How to reliably detect dropped netlink requests or responses - linux

I'm interested in using netlink for a straightforward application (reading cgroup stats at high frequency).
The man page cautions that the protocol is not reliable, hinting that the application needs to be prepared to handle dropped packets:
However, reliable transmissions from kernel to user are impossible in
any case. The kernel can't send a netlink message if the socket buffer
is full: the message will be dropped and the kernel and the user-space
process will no longer have the same view of kernel state. It
is up to the application to detect when this happens (via the ENOBUFS
error returned by recvmsg(2)) and resynchronize.
Since my requirements are simple, I'm fine with just destroying the socket and creating a new one whenever anything unexpected happens. But I can't find any documentation on what the expectations are on my program—the man page for recvmsg(2) doesn't even mention ENOBUFS for example.
What all do I need to worry about in order to make sure I can tell that a request from my application or a response from the kernel has been dropped, so that I can reset everything and start over? It's clear to me that I could do so whenever I receive an error from any of the syscalls involved, but for example what happens if my request is dropped on the way to the kernel? Will I just never receive a response? Do I need to build a timeout mechanism where I wait only so long for a response?

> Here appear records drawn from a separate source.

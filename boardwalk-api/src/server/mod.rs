use axum::{
    Router,
    extract::{
        FromRef, Request,
        multipart::MultipartError,
        rejection::{JsonRejection, PathRejection},
    },
    http::{HeaderValue, StatusCode, Uri, header::X_CONTENT_TYPE_OPTIONS},
    response::{IntoResponse, Response},
};
use axum_extra::typed_header::TypedHeaderRejection;
use boardwalk_common::{
    model::{
        Id,
        auth::{AuthTokenDecodeError, AuthTokenHashError},
        board::{BoardLink, InvalidBoardLinkError},
        post::{InvalidPostTextError, InvalidPosterNameError, PostMarker},
        user::UserMarker,
    },
    thumbnail::{MAX_UPLOAD_BYTES, ThumbnailError},
    util::PositiveDuration,
};
use boardwalk_db::client::{DbClient, DbError};
use json::Json;
use media::MediaStore;
use serde::{Deserialize, Serialize};
use std::sync::Arc;
use thiserror::Error;
use tokio::task::JoinError;
use tower::ServiceBuilder;
use tower_http::{services::ServeDir, set_header::SetResponseHeaderLayer, trace::TraceLayer};
use tracing::{error, warn};

mod auth;
mod json;
pub mod media;
mod routes;
mod upload;

pub type ServerRouter = Router<ServerState>;

#[derive(Clone, Debug, FromRef)]
pub struct ServerState {
    pub db_client: Arc<DbClient>,
    pub media: Arc<MediaStore>,
    /// Lifetime of newly issued tokens; `None` never expires.
    pub token_lifetime: Option<PositiveDuration>,
}

/// The complete application: API routes, uploaded media and request tracing.
pub fn app(state: ServerState) -> Router {
    // Uploads are served from our own origin; browsers must trust the extension.
    let media_files = ServiceBuilder::new()
        .layer(SetResponseHeaderLayer::overriding(
            X_CONTENT_TYPE_OPTIONS,
            HeaderValue::from_static("nosniff"),
        ))
        .service(ServeDir::new(state.media.root()));

    routes::routes()
        .nest_service(state.media.url_prefix(), media_files)
        .fallback(fallback)
        .layer(TraceLayer::new_for_http())
        .with_state(state)
}

pub async fn fallback(request: Request) -> ServerError {
    ServerError::UnknownRoute(request.into_parts().0.uri)
}

pub type Result<T, E = ServerError> = std::result::Result<T, E>;

#[derive(Debug, Error)]
pub enum ServerError {
    #[error("Unknown route requested: {0}")]
    UnknownRoute(Uri),
    #[error("Path rejected: {0}")]
    PathRejection(#[from] PathRejection),
    #[error("Incoming JSON rejected: {0}")]
    JsonRejection(#[from] JsonRejection),
    #[error("JSON response could not be serialized: {0}")]
    JsonResponse(#[from] serde_json::Error),
    #[error("Multipart form could not be read: {0}")]
    Multipart(#[from] MultipartError),
    #[error("Authorization header was invalid: {0}")]
    InvalidAuthorizationHeader(TypedHeaderRejection),
    #[error("The provided auth token could not be decoded: {0}")]
    InvalidAuthToken(#[from] AuthTokenDecodeError),
    #[error("The auth token could not be hashed: {0}")]
    AuthTokenHash(#[from] AuthTokenHashError),
    #[error("Provided token was invalid")]
    InvalidToken,
    #[error(transparent)]
    Database(#[from] DbError),
    #[error("Board {0} was not found.")]
    BoardByLinkNotFound(BoardLink),
    #[error("Post with id {0} was not found.")]
    PostByIdNotFound(Id<PostMarker>),
    #[error("Thread with id {0} was not found.")]
    ThreadByIdNotFound(Id<PostMarker>),
    #[error("User with id {0} was not found.")]
    UserByIdNotFound(Id<UserMarker>),
    #[error("Missing form field {0:?}")]
    MissingField(&'static str),
    #[error("Invalid form field {0:?}")]
    InvalidField(&'static str),
    #[error(transparent)]
    InvalidBoardLink(#[from] InvalidBoardLinkError),
    #[error(transparent)]
    InvalidPostText(#[from] InvalidPostTextError),
    #[error(transparent)]
    InvalidPosterName(#[from] InvalidPosterNameError),
    #[error("Board {0} does not exist")]
    UnknownBoard(BoardLink),
    #[error("Post {0} is not a thread on this board")]
    InvalidThread(Id<PostMarker>),
    #[error("File {0:?} is larger than {MAX_UPLOAD_BYTES} bytes")]
    FileTooLarge(String),
    #[error("At most {0} files may be attached")]
    TooManyFiles(usize),
    #[error("File {0:?} is not a supported image")]
    UnsupportedImage(String),
    #[error("Thumbnail generation failed: {0}")]
    Thumbnail(#[from] ThumbnailError),
    #[error("Blocking task failed: {0}")]
    Blocking(#[from] JoinError),
    #[error("Media storage failed: {0}")]
    Media(std::io::Error),
    #[error("Not permitted to modify post {0}")]
    Forbidden(Id<PostMarker>),
}

impl ServerError {
    pub fn status(&self) -> StatusCode {
        match self {
            ServerError::UnknownRoute(_)
            | ServerError::PathRejection(_)
            | ServerError::BoardByLinkNotFound(_)
            | ServerError::PostByIdNotFound(_)
            | ServerError::ThreadByIdNotFound(_)
            | ServerError::UserByIdNotFound(_) => StatusCode::NOT_FOUND,
            ServerError::InvalidToken => StatusCode::UNAUTHORIZED,
            ServerError::Forbidden(_) => StatusCode::FORBIDDEN,
            ServerError::Multipart(err) => err.status(),
            ServerError::Database(DbError::HandleTaken(_)) => StatusCode::CONFLICT,
            ServerError::Thumbnail(ThumbnailError::UnsupportedFormat)
            | ServerError::JsonRejection(_)
            | ServerError::InvalidAuthorizationHeader(_)
            | ServerError::InvalidAuthToken(_)
            | ServerError::MissingField(_)
            | ServerError::InvalidField(_)
            | ServerError::InvalidBoardLink(_)
            | ServerError::InvalidPostText(_)
            | ServerError::InvalidPosterName(_)
            | ServerError::UnknownBoard(_)
            | ServerError::InvalidThread(_)
            | ServerError::FileTooLarge(_)
            | ServerError::TooManyFiles(_)
            | ServerError::UnsupportedImage(_) => StatusCode::BAD_REQUEST,
            ServerError::JsonResponse(_)
            | ServerError::Database(_)
            | ServerError::AuthTokenHash(_)
            | ServerError::Thumbnail(_)
            | ServerError::Blocking(_)
            | ServerError::Media(_) => StatusCode::INTERNAL_SERVER_ERROR,
        }
    }
}

#[derive(Copy, Clone, Eq, PartialEq, Ord, PartialOrd, Hash, Serialize, Deserialize)]
struct ErrorResponse {
    status: u16,
}

impl IntoResponse for ServerError {
    fn into_response(self) -> Response {
        let status = self.status();

        if status.is_server_error() {
            error!(error = %self, %status, "Replying with error");
        } else {
            warn!(error = %self, %status, "Rejecting request");
        }

        let error_response = ErrorResponse {
            status: status.as_u16(),
        };
        (status, Json(error_response)).into_response()
    }
}

#[cfg(test)]
mod tests {
    use super::*;
    use axum::{
        body::{Body, to_bytes},
        http::{self, Method, header},
    };
    use image::{DynamicImage, ImageFormat, RgbImage};
    use sqlx::postgres::PgPoolOptions;
    use std::io::Cursor;
    use tower::ServiceExt;

    const BOUNDARY: &str = "boardwalk-test-boundary";

    /// The pool never connects; these requests are all rejected before a query runs.
    fn test_app() -> Router {
        let pool = PgPoolOptions::new()
            .connect_lazy("postgres://boardwalk@localhost/boardwalk_test")
            .unwrap();
        let media_root = std::env::temp_dir().join("boardwalk-api-tests");

        app(ServerState {
            db_client: Arc::new(DbClient::new(pool)),
            media: Arc::new(MediaStore::new(media_root, "/media".to_owned())),
            token_lifetime: None,
        })
    }

    enum Part<'a> {
        Text(&'a str, &'a str),
        File(&'a str, &'a str, Vec<u8>),
    }

    fn multipart_body(parts: Vec<Part<'_>>) -> Vec<u8> {
        let mut body = Vec::new();
        for part in parts {
            body.extend_from_slice(format!("--{BOUNDARY}\r\n").as_bytes());
            match part {
                Part::Text(name, value) => {
                    body.extend_from_slice(
                        format!("Content-Disposition: form-data; name=\"{name}\"\r\n\r\n{value}")
                            .as_bytes(),
                    );
                }
                Part::File(name, file_name, bytes) => {
                    body.extend_from_slice(
                        format!(
                            "Content-Disposition: form-data; name=\"{name}\"; filename=\"{file_name}\"\r\n\
                             Content-Type: application/octet-stream\r\n\r\n"
                        )
                        .as_bytes(),
                    );
                    body.extend_from_slice(&bytes);
                }
            }
            body.extend_from_slice(b"\r\n");
        }
        body.extend_from_slice(format!("--{BOUNDARY}--\r\n").as_bytes());
        body
    }

    fn create_post_request(parts: Vec<Part<'_>>) -> Request {
        http::Request::builder()
            .method(Method::POST)
            .uri("/posts")
            .header(
                header::CONTENT_TYPE,
                format!("multipart/form-data; boundary={BOUNDARY}"),
            )
            .body(Body::from(multipart_body(parts)))
            .unwrap()
    }

    async fn status_of(request: Request) -> (StatusCode, serde_json::Value) {
        let response = test_app().oneshot(request).await.unwrap();
        let status = response.status();
        let body = to_bytes(response.into_body(), usize::MAX).await.unwrap();
        (status, serde_json::from_slice(&body).unwrap())
    }

    fn png() -> Vec<u8> {
        let mut bytes = Vec::new();
        DynamicImage::ImageRgb8(RgbImage::new(4, 4))
            .write_to(&mut Cursor::new(&mut bytes), ImageFormat::Png)
            .unwrap();
        bytes
    }

    #[tokio::test]
    async fn unknown_route_is_not_found() {
        let request = http::Request::builder()
            .uri("/nothing/here")
            .body(Body::empty())
            .unwrap();

        let (status, body) = status_of(request).await;
        assert_eq!(status, StatusCode::NOT_FOUND);
        assert_eq!(body, serde_json::json!({ "status": 404 }));
    }

    #[tokio::test]
    async fn invalid_board_link_is_not_found() {
        let request = http::Request::builder()
            .uri("/boards/NOT_A_SLUG")
            .body(Body::empty())
            .unwrap();

        assert_eq!(status_of(request).await.0, StatusCode::NOT_FOUND);
    }

    #[tokio::test]
    async fn oversized_file_is_rejected() {
        let request = create_post_request(vec![
            Part::Text("board", "b"),
            Part::Text("text", "hello"),
            Part::File("file", "big.png", vec![0; MAX_UPLOAD_BYTES + 1]),
        ]);

        assert_eq!(status_of(request).await.0, StatusCode::BAD_REQUEST);
    }

    #[tokio::test]
    async fn non_image_file_is_rejected() {
        let request = create_post_request(vec![
            Part::Text("board", "b"),
            Part::Text("text", "hello"),
            Part::File("file", "notes.txt", b"plain text".to_vec()),
        ]);

        assert_eq!(status_of(request).await.0, StatusCode::BAD_REQUEST);
    }

    #[tokio::test]
    async fn missing_text_is_rejected() {
        let request = create_post_request(vec![
            Part::Text("board", "b"),
            Part::File("file", "ok.png", png()),
        ]);

        assert_eq!(status_of(request).await.0, StatusCode::BAD_REQUEST);
    }

    #[tokio::test]
    async fn media_is_served_as_image_without_sniffing() {
        let media_root = std::env::temp_dir().join("boardwalk-api-tests");
        let dir = media_root.join("images/served");
        tokio::fs::create_dir_all(&dir).await.unwrap();
        let mut bytes = png();
        bytes.extend_from_slice(b"<script>alert(1)</script>");
        tokio::fs::write(dir.join("evil.png"), &bytes).await.unwrap();

        let request = http::Request::builder()
            .uri("/media/images/served/evil.png")
            .body(Body::empty())
            .unwrap();
        let response = test_app().oneshot(request).await.unwrap();

        assert_eq!(response.status(), StatusCode::OK);
        assert_eq!(response.headers()[header::CONTENT_TYPE], "image/png");
        assert_eq!(response.headers()[X_CONTENT_TYPE_OPTIONS], "nosniff");
    }

    #[tokio::test]
    async fn malformed_token_is_rejected() {
        let request = http::Request::builder()
            .method(Method::DELETE)
            .uri("/posts/1")
            .header(header::AUTHORIZATION, "Bearer not-a-token")
            .body(Body::empty())
            .unwrap();

        assert_eq!(status_of(request).await.0, StatusCode::BAD_REQUEST);
    }
}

I found the following in Communicating between the kernel and user-space in Linux using Netlink sockets by Ayuso, Gasca, and Lefevre:
If Netlink fails to deliver a message that goes from kernel to user-space, the recvmsg() function returns the No buffer space available (ENOBUFS) error. Thus, the user-space process knows that it is losing messages [...]
On the other hand, buffer overruns cannot occur in communications from user to kernel-space since sendmsg() synchronously passes the Netlink message to the kernel subsystem. If blocking sockets are used, Netlink is completely reliable in communications from user to kernel-space since memory allocations would wait, so no memory exhaustion is possible.
Regarding acks, it looks like worrying about them is optional:
NLM_F_ACK: the user-space application requested a confirmation message from
kernel-space to make sure that a given request was successfully performed. If this
flag is not set, the kernel-space reports the error synchronously via sendmsg() as errno value.
So it sounds like for my simplistic use case I can just use sendmsg and recvmsg naively, reacting to any error (except for EINTR) by starting the whole thing over, perhaps with backoff. My guess it that since I only get one response per request and the responses are tiny, I should never even see ENOBUFS as long as I have only one request in flight at at a time.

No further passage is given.